Posted Monday, January 10, 2011, at 2:34 PM

There has been much discussion recently about sulfur fertilization. Increased yields have been one of the major factors increasing the need for sulfur fertilization.

A field that produced 100 bushels per acre in 1970 would average better than 180 bushels per acre in 2009. A 200 bushel per acre corn crop would require 32 lbs/ac of sulfur.

Another factor is the total amount of wet and dry sulfur deposition onto our fields has decreased by 25 to 50 percent between 1990 and 2008 as estimated by the EPA. This has resulted in the reduction of available sulfur.

Also, plants can only utilize sulfur when it is present in the sulfate form. Elemental sulfur, organic sulfur and other non-sulfate compounds must be converted to sulfate prior to becoming plant-available. In the past 150 years, crop production practices, especially high tillage situations, have resulted in soil organic matter levels being lowered by approximately 50 percent in turn reducing the soils sulfur holding capacity.

Better manufacturing practices have also resulted in lowering the sulfur applied to fields. Many early pesticides were applied at high rates per acre and contained significant amounts of sulfur. Sulfuric acid is the material used to dissolve rock phosphate in making phosphorous fertilizer. During the early years, a fair amount of sulfur remained as an impurity in the final fertilizer product.

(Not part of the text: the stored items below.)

use std::net::SocketAddr;

use axum::{extract::State, http::StatusCode, routing::get, Json, Router};
use serde_json::{json, Value};
use time::{format_description::well_known::Rfc3339, OffsetDateTime};
use tower_http::{cors::CorsLayer, trace::TraceLayer};
use tracing::warn;

use crate::state::AppState;
use crate::{auth, chat, profiles, rbac, security, sessions, tasks, tokens, tracks};

pub fn build_app(state: AppState) -> Router {
    Router::new()
        .nest(
            "/api/v1",
            Router::new()
                .merge(auth::router())
                .merge(sessions::router())
                .merge(tokens::router())
                .merge(rbac::router())
                .merge(security::router())
                .merge(profiles::router())
                .merge(tracks::router())
                .merge(chat::router())
                .merge(tasks::router())
                .route("/health", get(health)),
        )
        .with_state(state)
        .layer(CorsLayer::permissive())
        .layer(
            TraceLayer::new_for_http()
                .make_span_with(|req: &axum::http::Request<_>| {
                    let method = req.method().clone();
                    let uri = req.uri().clone();
                    tracing::info_span!("http_request", %method, uri = %uri, status = tracing::field::Empty)
                })
                .on_response(
                    |res: &axum::http::Response<_>,
                     _latency: std::time::Duration,
                     span: &tracing::Span| {
                        let status = res.status();
                        span.record("status", tracing::field::display(status));
                        if status.is_server_error() {
                            tracing::error!(%status, "response");
                        } else {
                            tracing::info!(%status, "response");
                        }
                    },
                ),
        )
}

async fn health(State(state): State<AppState>) -> (StatusCode, Json<Value>) {
    let healthy = match sqlx::query("SELECT 1").execute(&state.db).await {
        Ok(_) => true,
        Err(e) => {
            warn!(error = %e, "health check: database unreachable");
            false
        }
    };
    let timestamp = OffsetDateTime::now_utc()
        .format(&Rfc3339)
        .unwrap_or_default();
    let body = json!({
        "status": if healthy { "ok" } else { "degraded" },
        "database": if healthy { "healthy" } else { "unhealthy" },
        "timestamp": timestamp,
        "version": env!("CARGO_PKG_VERSION"),
    });
    let status = if healthy {
        StatusCode::OK
    } else {
        StatusCode::SERVICE_UNAVAILABLE
    };
    (status, Json(body))
}

pub async fn serve(app: Router) -> anyhow::Result<()> {
    let addr: SocketAddr = format!(
        "{}:{}",
        std::env::var("APP_HOST").unwrap_or_else(|_| "0.0.0.0".into()),
        std::env::var("APP_PORT").unwrap_or_else(|_| "8080".into())
    )
    .parse()?;

    tracing::info!("listening on {}", addr);
    let listener = tokio::net::TcpListener::bind(addr).await?;
    axum::serve(listener, app).await?;
    Ok(())
}

#[cfg(test)]
mod tests {
    use super::*;
    use axum::body::Body;
    use axum::http::{header, Request};
    use tower::ServiceExt;

    async fn send(req: Request<Body>) -> (StatusCode, Value) {
        let app = build_app(AppState::fake());
        let resp = app.oneshot(req).await.unwrap();
        let status = resp.status();
        let bytes = axum::body::to_bytes(resp.into_body(), usize::MAX)
            .await
            .unwrap();
        let body = serde_json::from_slice(&bytes).unwrap_or(Value::Null);
        (status, body)
    }

    fn json_post(uri: &str, body: Value) -> Request<Body> {
        Request::post(uri)
            .header(header::CONTENT_TYPE, "application/json")
            .body(Body::from(body.to_string()))
            .unwrap()
    }

    #[tokio::test]
    async fn me_requires_bearer_token() {
        let (status, body) = send(Request::get("/api/v1/me").body(Body::empty()).unwrap()).await;
        assert_eq!(status, StatusCode::UNAUTHORIZED);
        assert!(body["error"].is_string());
    }

    #[tokio::test]
    async fn garbage_bearer_token_is_rejected() {
        let req = Request::get("/api/v1/sessions")
            .header(header::AUTHORIZATION, "Bearer not-a-jwt")
            .body(Body::empty())
            .unwrap();
        let (status, _) = send(req).await;
        assert_eq!(status, StatusCode::UNAUTHORIZED);
    }

    #[tokio::test]
    async fn register_rejects_malformed_email() {
        let req = json_post(
            "/api/v1/auth/register",
            json!({
                "email": "not-an-email",
                "password": "Str0ng!Passw0rd",
                "username": "someone",
                "profile_type": "fan"
            }),
        );
        let (status, body) = send(req).await;
        assert_eq!(status, StatusCode::BAD_REQUEST);
        assert!(body["error"].is_string());
    }

    #[tokio::test]
    async fn chat_routes_require_auth() {
        let req = json_post("/api/v1/chat/sessions", json!({ "role": "artist" }));
        let (status, _) = send(req).await;
        assert_eq!(status, StatusCode::UNAUTHORIZED);
    }

    #[tokio::test]
    async fn health_reports_unreachable_database() {
        let (status, body) = send(Request::get("/api/v1/health").body(Body::empty()).unwrap()).await;
        assert_eq!(status, StatusCode::SERVICE_UNAVAILABLE);
        assert_eq!(body["database"], "unhealthy");
        assert_eq!(body["version"], env!("CARGO_PKG_VERSION"));
    }

    #[tokio::test]
    async fn unknown_route_is_404() {
        let (status, _) = send(Request::get("/api/v1/nope").body(Body::empty()).unwrap()).await;
        assert_eq!(status, StatusCode::NOT_FOUND);
    }
}
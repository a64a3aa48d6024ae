use axum::{
    extract::{Path, Query, State},
    http::StatusCode,
    routing::{get, post},
    Json, Router,
};
use serde_json::Value;
use tracing::{debug, instrument};
use uuid::Uuid;

use super::{
    dto::{role_or_default, ContextResponse, ContextUpdate, CreateChatSessionRequest, MessagesQuery, PostMessageRequest},
    repo,
    repo_types::{ChatMessage, ChatSession},
};
use crate::{
    auth::extractors::AuthUser,
    error::{ApiError, ApiResult},
    state::AppState,
};

pub fn routes() -> Router<AppState> {
    Router::new()
        .route("/chat/sessions", post(create_session))
        .route("/chat/sessions/:id", get(get_session))
        .route("/chat/sessions/:id/messages", get(list_messages).post(post_message))
        .route("/chat/sessions/:id/context", get(get_context).put(put_context))
}

async fn owned(state: &AppState, id: Uuid, user_id: Uuid) -> ApiResult<ChatSession> {
    repo::find_owned(&state.db, id, user_id)
        .await?
        .ok_or_else(|| ApiError::not_found("Chat session not found"))
}

#[instrument(skip(state, auth, payload))]
pub async fn create_session(
    State(state): State<AppState>,
    auth: AuthUser,
    payload: Option<Json<CreateChatSessionRequest>>,
) -> ApiResult<(StatusCode, Json<ChatSession>)> {
    let Json(req) = payload.unwrap_or_default();
    let role = role_or_default(req.role.as_deref());
    let session = repo::create_session(&state.db, auth.user_id, &role).await?;
    debug!(user_id = %auth.user_id, chat_session = %session.id, "chat session created");
    Ok((StatusCode::CREATED, Json(session)))
}

#[instrument(skip(state, auth))]
pub async fn get_session(
    State(state): State<AppState>,
    auth: AuthUser,
    Path(id): Path<Uuid>,
) -> ApiResult<Json<ChatSession>> {
    Ok(Json(owned(&state, id, auth.user_id).await?))
}

#[instrument(skip(state, auth, payload))]
pub async fn post_message(
    State(state): State<AppState>,
    auth: AuthUser,
    Path(id): Path<Uuid>,
    Json(payload): Json<PostMessageRequest>,
) -> ApiResult<(StatusCode, Json<ChatMessage>)> {
    if payload.message.trim().is_empty() {
        return Err(ApiError::bad_request("message is required"));
    }
    let session = owned(&state, id, auth.user_id).await?;
    let role = payload
        .role
        .as_deref()
        .map(|r| role_or_default(Some(r)))
        .unwrap_or(session.role);
    let msg = repo::insert_message(&state.db, id, &payload.message, &payload.response, &role).await?;
    Ok((StatusCode::CREATED, Json(msg)))
}

#[instrument(skip(state, auth))]
pub async fn list_messages(
    State(state): State<AppState>,
    auth: AuthUser,
    Path(id): Path<Uuid>,
    Query(q): Query<MessagesQuery>,
) -> ApiResult<Json<Vec<ChatMessage>>> {
    owned(&state, id, auth.user_id).await?;
    let messages = repo::list_messages(&state.db, id, q.limit.clamp(1, 200)).await?;
    Ok(Json(messages))
}

#[instrument(skip(state, auth))]
pub async fn get_context(
    State(state): State<AppState>,
    auth: AuthUser,
    Path(id): Path<Uuid>,
) -> ApiResult<Json<ContextResponse>> {
    let session = owned(&state, id, auth.user_id).await?;
    Ok(Json(ContextResponse {
        session_id: session.id,
        context: session.context,
    }))
}

#[instrument(skip(state, auth, payload))]
pub async fn put_context(
    State(state): State<AppState>,
    auth: AuthUser,
    Path(id): Path<Uuid>,
    Json(payload): Json<ContextUpdate>,
) -> ApiResult<Json<ContextResponse>> {
    let context = payload
        .context
        .ok_or_else(|| ApiError::bad_request("context is required"))?;
    owned(&state, id, auth.user_id).await?;

    let context = match context {
        Value::Null => None,
        other => Some(other),
    };
    let session = repo::set_context(&state.db, id, context)
        .await?
        .ok_or_else(|| ApiError::not_found("Chat session not found"))?;
    Ok(Json(ContextResponse {
        session_id: session.id,
        context: session.context,
    }))
}

#[cfg(test)]
mod tests {
    use axum::http::StatusCode;
    use serde_json::json;
    use sqlx::PgPool;

    use crate::{
        app::build_app,
        test_support::{bearer, json_request, send, state_with, user},
        users::ProfileType,
    };

    #[sqlx::test(migrations = "./migrations")]
    async fn context_round_trip_keeps_null_apart_from_missing(db: PgPool) {
        let state = state_with(db).await;
        let owner = user(&state.db, "chat@x.co", ProfileType::Artist).await;
        let auth = bearer(&state, &owner).await;
        let app = build_app(state);

        let (status, session) = send(
            &app,
            json_request("POST", "/api/v1/chat/sessions", Some(&auth), Some(json!({ "role": "artist" }))),
        )
        .await;
        assert_eq!(status, StatusCode::CREATED);
        assert_eq!(session["role"], "artist");
        let uri = format!("/api/v1/chat/sessions/{}/context", session["id"].as_str().unwrap());

        let (status, body) = send(
            &app,
            json_request("PUT", &uri, Some(&auth), Some(json!({ "context": { "mood": "calm" } }))),
        )
        .await;
        assert_eq!(status, StatusCode::OK);
        assert_eq!(body["context"]["mood"], "calm");

        let (status, _) = send(&app, json_request("PUT", &uri, Some(&auth), Some(json!({})))).await;
        assert_eq!(status, StatusCode::BAD_REQUEST);
        let (_, body) = send(&app, json_request("GET", &uri, Some(&auth), None)).await;
        assert_eq!(body["context"]["mood"], "calm");

        let (status, body) = send(
            &app,
            json_request("PUT", &uri, Some(&auth), Some(json!({ "context": null }))),
        )
        .await;
        assert_eq!(status, StatusCode::OK);
        assert!(body["context"].is_null());
        let (_, body) = send(&app, json_request("GET", &uri, Some(&auth), None)).await;
        assert!(body["context"].is_null());
    }

    #[sqlx::test(migrations = "./migrations")]
    async fn messages_newest_first_and_owner_only(db: PgPool) {
        let state = state_with(db).await;
        let owner = user(&state.db, "talker@x.co", ProfileType::Fan).await;
        let stranger = user(&state.db, "lurker@x.co", ProfileType::Fan).await;
        let auth = bearer(&state, &owner).await;
        let other_auth = bearer(&state, &stranger).await;
        let app = build_app(state);

        let (_, session) = send(&app, json_request("POST", "/api/v1/chat/sessions", Some(&auth), None)).await;
        assert_eq!(session["role"], "general");
        let base = format!("/api/v1/chat/sessions/{}", session["id"].as_str().unwrap());
        let messages = format!("{base}/messages");

        for text in ["first", "second"] {
            let (status, _) = send(
                &app,
                json_request("POST", &messages, Some(&auth), Some(json!({ "message": text, "response": "ok" }))),
            )
            .await;
            assert_eq!(status, StatusCode::CREATED);
        }
        let (status, _) = send(
            &app,
            json_request("POST", &messages, Some(&auth), Some(json!({ "message": "  ", "response": "" }))),
        )
        .await;
        assert_eq!(status, StatusCode::BAD_REQUEST);

        let (_, list) = send(&app, json_request("GET", &messages, Some(&auth), None)).await;
        let list = list.as_array().unwrap();
        assert_eq!(list.len(), 2);
        assert_eq!(list[0]["message"], "second");

        let (status, _) = send(&app, json_request("GET", &base, Some(&other_auth), None)).await;
        assert_eq!(status, StatusCode::NOT_FOUND);
        let (status, _) = send(&app, json_request("GET", &base, None, None)).await;
        assert_eq!(status, StatusCode::UNAUTHORIZED);
    }
}
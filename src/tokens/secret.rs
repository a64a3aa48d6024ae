use rand::{rngs::OsRng, RngCore};
use sha2::{Digest, Sha256};

/// `len` random bytes from the OS generator, hex encoded.
pub fn random_hex(len: usize) -> String {
    let mut buf = vec![0u8; len];
    OsRng.fill_bytes(&mut buf);
    hex::encode(buf)
}

/// Digest stored in place of a bearer secret.
pub fn sha256_hex(secret: &str) -> String {
    hex::encode(Sha256::digest(secret.as_bytes()))
}

#[cfg(test)]
mod tests {
    use super::*;

    #[test]
    fn random_hex_has_expected_length_and_varies() {
        let a = random_hex(32);
        let b = random_hex(32);
        assert_eq!(a.len(), 64);
        assert!(a.chars().all(|c| c.is_ascii_hexdigit()));
        assert_ne!(a, b);
        assert_eq!(random_hex(40).len(), 80);
    }

    #[test]
    fn sha256_is_stable() {
        assert_eq!(
            sha256_hex("abc"),
            "ba7816bf8f01cfea414140de5dae2223b00361a396177a9cb410ff61f20015ad"
        );
        assert_ne!(sha256_hex("abc"), sha256_hex("abd"));
    }
}
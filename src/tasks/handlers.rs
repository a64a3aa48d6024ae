use axum::{
    extract::{Path, Query, State},
    http::StatusCode,
    routing::get,
    Json, Router,
};
use tracing::{info, instrument};
use uuid::Uuid;

use super::{
    dto::{
        check_choice, clean_title, CreateTaskRequest, TaskListQuery, UpdateTaskRequest, DEFAULT_CATEGORY,
        DEFAULT_PRIORITY, PRIORITIES, STATUSES,
    },
    repo::{self, NewTask},
    repo_types::Task,
};
use crate::{
    auth::extractors::AuthUser,
    error::{ApiError, ApiResult},
    state::AppState,
    users::User,
};

pub fn routes() -> Router<AppState> {
    Router::new()
        .route("/tasks", get(list_tasks).post(create_task))
        .route("/tasks/:id", get(get_task).put(update_task).delete(delete_task))
}

fn not_found() -> ApiError {
    ApiError::not_found("Task not found")
}

async fn ensure_assignee(state: &AppState, assigned_to: Option<Uuid>) -> ApiResult<()> {
    if let Some(id) = assigned_to {
        if User::find_by_id(&state.db, id).await?.is_none() {
            return Err(ApiError::bad_request("assigned_to does not name a user"));
        }
    }
    Ok(())
}

#[instrument(skip(state, auth, payload))]
pub async fn create_task(
    State(state): State<AppState>,
    auth: AuthUser,
    Json(payload): Json<CreateTaskRequest>,
) -> ApiResult<(StatusCode, Json<Task>)> {
    let title = clean_title(payload.title.as_deref()).ok_or_else(|| ApiError::bad_request("title is required"))?;
    check_choice("priority", payload.priority.as_deref(), PRIORITIES).map_err(ApiError::bad_request)?;
    ensure_assignee(&state, payload.assigned_to).await?;

    let task = repo::insert(
        &state.db,
        auth.user_id,
        NewTask {
            title: &title,
            description: payload.description.as_deref(),
            priority: payload.priority.as_deref().unwrap_or(DEFAULT_PRIORITY),
            category: payload.category.as_deref().unwrap_or(DEFAULT_CATEGORY),
            due_date: payload.due_date,
            assigned_to: payload.assigned_to,
            project_id: payload.project_id,
            tags: &payload.tags,
        },
    )
    .await?;
    info!(user_id = %auth.user_id, task_id = %task.id, "task created");
    Ok((StatusCode::CREATED, Json(task)))
}

#[instrument(skip(state, auth))]
pub async fn list_tasks(
    State(state): State<AppState>,
    auth: AuthUser,
    Query(q): Query<TaskListQuery>,
) -> ApiResult<Json<Vec<Task>>> {
    check_choice("status", q.status.as_deref(), STATUSES).map_err(ApiError::bad_request)?;
    check_choice("priority", q.priority.as_deref(), PRIORITIES).map_err(ApiError::bad_request)?;
    let tasks = repo::list(&state.db, auth.user_id, &q, q.limit.clamp(1, 200)).await?;
    Ok(Json(tasks))
}

#[instrument(skip(state, auth))]
pub async fn get_task(
    State(state): State<AppState>,
    auth: AuthUser,
    Path(id): Path<Uuid>,
) -> ApiResult<Json<Task>> {
    let task = repo::find_owned(&state.db, id, auth.user_id)
        .await?
        .ok_or_else(not_found)?;
    Ok(Json(task))
}

#[instrument(skip(state, auth, payload))]
pub async fn update_task(
    State(state): State<AppState>,
    auth: AuthUser,
    Path(id): Path<Uuid>,
    Json(mut payload): Json<UpdateTaskRequest>,
) -> ApiResult<Json<Task>> {
    if payload.is_empty() {
        return Err(ApiError::bad_request("No valid fields to update"));
    }
    if payload.title.is_some() {
        payload.title = Some(
            clean_title(payload.title.as_deref()).ok_or_else(|| ApiError::bad_request("title cannot be blank"))?,
        );
    }
    check_choice("priority", payload.priority.as_deref(), PRIORITIES).map_err(ApiError::bad_request)?;
    check_choice("status", payload.status.as_deref(), STATUSES).map_err(ApiError::bad_request)?;
    ensure_assignee(&state, payload.assigned_to).await?;

    let task = repo::update(&state.db, id, auth.user_id, payload)
        .await?
        .ok_or_else(not_found)?;
    info!(user_id = %auth.user_id, task_id = %task.id, status = %task.status, "task updated");
    Ok(Json(task))
}

#[instrument(skip(state, auth))]
pub async fn delete_task(
    State(state): State<AppState>,
    auth: AuthUser,
    Path(id): Path<Uuid>,
) -> ApiResult<StatusCode> {
    if !repo::delete(&state.db, id, auth.user_id).await? {
        return Err(not_found());
    }
    info!(user_id = %auth.user_id, task_id = %id, "task deleted");
    Ok(StatusCode::NO_CONTENT)
}
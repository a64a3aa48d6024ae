use sqlx::{postgres::PgExecutor, PgPool};
use time::OffsetDateTime;
use uuid::Uuid;

use super::{
    repo_types::{Session, SessionStats, ACTIVE, EXPIRED, REVOKED, SUSPENDED},
    services::SessionMeta,
};

const SESSION_COLUMNS: &str = "id, user_id, status, device_info, ip_address, user_agent, \
     location, expires_at, last_activity, created_at, updated_at";

pub async fn insert<'e, E: PgExecutor<'e>>(
    ex: E,
    user_id: Uuid,
    meta: &SessionMeta,
    expires_at: OffsetDateTime,
) -> anyhow::Result<Session> {
    let session = sqlx::query_as::<_, Session>(&format!(
        r#"
        INSERT INTO sessions (user_id, device_info, ip_address, user_agent, location, expires_at)
        VALUES ($1, $2, $3, $4, $5, $6)
        RETURNING {SESSION_COLUMNS}
        "#
    ))
    .bind(user_id)
    .bind(meta.device_info.as_deref())
    .bind(meta.ip_address.as_deref())
    .bind(meta.user_agent.as_deref())
    .bind(meta.location.as_deref())
    .bind(expires_at)
    .fetch_one(ex)
    .await?;
    Ok(session)
}

pub async fn find_by_id(db: &PgPool, id: Uuid) -> anyhow::Result<Option<Session>> {
    let session = sqlx::query_as::<_, Session>(&format!(
        "SELECT {SESSION_COLUMNS} FROM sessions WHERE id = $1"
    ))
    .bind(id)
    .fetch_optional(db)
    .await?;
    Ok(session)
}

/// Live sessions of a user, least recently used first.
pub async fn live_ids_oldest_first<'e, E: PgExecutor<'e>>(
    ex: E,
    user_id: Uuid,
) -> anyhow::Result<Vec<Uuid>> {
    let ids = sqlx::query_scalar::<_, Uuid>(
        r#"
        SELECT id FROM sessions
        WHERE user_id = $1 AND status = $2 AND expires_at > now()
        ORDER BY last_activity ASC
        FOR UPDATE
        "#,
    )
    .bind(user_id)
    .bind(ACTIVE)
    .fetch_all(ex)
    .await?;
    Ok(ids)
}

pub async fn active_ids_for_user<'e, E: PgExecutor<'e>>(
    ex: E,
    user_id: Uuid,
    except: Option<Uuid>,
) -> anyhow::Result<Vec<Uuid>> {
    let ids = sqlx::query_scalar::<_, Uuid>(
        r#"
        SELECT id FROM sessions
        WHERE user_id = $1 AND status = $2 AND ($3::uuid IS NULL OR id <> $3)
        "#,
    )
    .bind(user_id)
    .bind(ACTIVE)
    .bind(except)
    .fetch_all(ex)
    .await?;
    Ok(ids)
}

/// Moves the given sessions out of `active`; returns the ids actually changed.
pub async fn deactivate<'e, E: PgExecutor<'e>>(
    ex: E,
    ids: &[Uuid],
    status: &str,
) -> anyhow::Result<Vec<Uuid>> {
    let changed = sqlx::query_scalar::<_, Uuid>(
        r#"
        UPDATE sessions SET status = $2, updated_at = now()
        WHERE id = ANY($1) AND status = $3
        RETURNING id
        "#,
    )
    .bind(ids.to_vec())
    .bind(status)
    .bind(ACTIVE)
    .fetch_all(ex)
    .await?;
    Ok(changed)
}

pub async fn touch(db: &PgPool, id: Uuid) -> anyhow::Result<()> {
    sqlx::query("UPDATE sessions SET last_activity = now() WHERE id = $1")
        .bind(id)
        .execute(db)
        .await?;
    Ok(())
}

pub async fn mark_expired(db: &PgPool, id: Uuid) -> anyhow::Result<()> {
    sqlx::query("UPDATE sessions SET status = $2, updated_at = now() WHERE id = $1")
        .bind(id)
        .bind(EXPIRED)
        .execute(db)
        .await?;
    Ok(())
}

/// Active sessions whose expiry has passed become `expired`.
pub async fn expire_stale<'e, E: PgExecutor<'e>>(ex: E) -> anyhow::Result<Vec<Uuid>> {
    let ids = sqlx::query_scalar::<_, Uuid>(
        r#"
        UPDATE sessions SET status = $1, updated_at = now()
        WHERE status = $2 AND expires_at <= now()
        RETURNING id
        "#,
    )
    .bind(EXPIRED)
    .bind(ACTIVE)
    .fetch_all(ex)
    .await?;
    Ok(ids)
}

pub async fn list_active(db: &PgPool, user_id: Uuid) -> anyhow::Result<Vec<Session>> {
    let rows = sqlx::query_as::<_, Session>(&format!(
        r#"
        SELECT {SESSION_COLUMNS} FROM sessions
        WHERE user_id = $1 AND status = $2 AND expires_at > now()
        ORDER BY last_activity DESC
        "#
    ))
    .bind(user_id)
    .bind(ACTIVE)
    .fetch_all(db)
    .await?;
    Ok(rows)
}

pub async fn stats(db: &PgPool, user_id: Uuid) -> anyhow::Result<SessionStats> {
    let rows = sqlx::query_as::<_, (String, i64)>(
        "SELECT status, COUNT(*) FROM sessions WHERE user_id = $1 GROUP BY status",
    )
    .bind(user_id)
    .fetch_all(db)
    .await?;

    let mut stats = SessionStats::default();
    for (status, count) in rows {
        match status.as_str() {
            ACTIVE => stats.active = count,
            REVOKED => stats.revoked = count,
            EXPIRED => stats.expired = count,
            SUSPENDED => stats.suspended = count,
            _ => {}
        }
    }
    Ok(stats)
}
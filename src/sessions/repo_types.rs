use serde::Serialize;
use sqlx::FromRow;
use time::OffsetDateTime;
use uuid::Uuid;

pub const ACTIVE: &str = "active";
pub const REVOKED: &str = "revoked";
pub const EXPIRED: &str = "expired";
pub const SUSPENDED: &str = "suspended";

#[derive(Debug, Clone, Serialize, FromRow)]
pub struct Session {
    pub id: Uuid,
    pub user_id: Uuid,
    pub status: String,
    pub device_info: Option<String>,
    pub ip_address: Option<String>,
    pub user_agent: Option<String>,
    pub location: Option<String>,
    pub expires_at: OffsetDateTime,
    pub last_activity: OffsetDateTime,
    pub created_at: OffsetDateTime,
    pub updated_at: OffsetDateTime,
}

/// Per-status counts for one user.
#[derive(Debug, Default, Clone, Serialize)]
pub struct SessionStats {
    pub active: i64,
    pub revoked: i64,
    pub expired: i64,
    pub suspended: i64,
}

Sulfur and nitrogen both are necessary for the production of amino acids and proteins in the plant. They both exhibit stunted growth and pale green to yellow appearance. However they do behave differently in the plant.

Nitrogen is a mobile element and if the plants are deficient, the plant will take the nitrogen from the older tissue and move it to the younger tissue. Sulfur is non-mobile and is held in older leaves resulting in the younger leaves expressing the deficiency symptoms first.

There is a soil test that measures plant available soil sulfate. Sulfur fertilization is becoming more of a factor for optimum crop production. Monitor confirmed sulfur problems for a short time as symptoms may lessen as plant root activity increases. There are several fertilizers available that can be applied depending on your management situation.

If crop sulfur issues are suspected, confirm with plant sampling and continue field monitoring. Be prepared to address sulfur more in coming years if tillage decreases soil organic matter, air becomes cleaner, and non-sulfur fertilizer material use continues.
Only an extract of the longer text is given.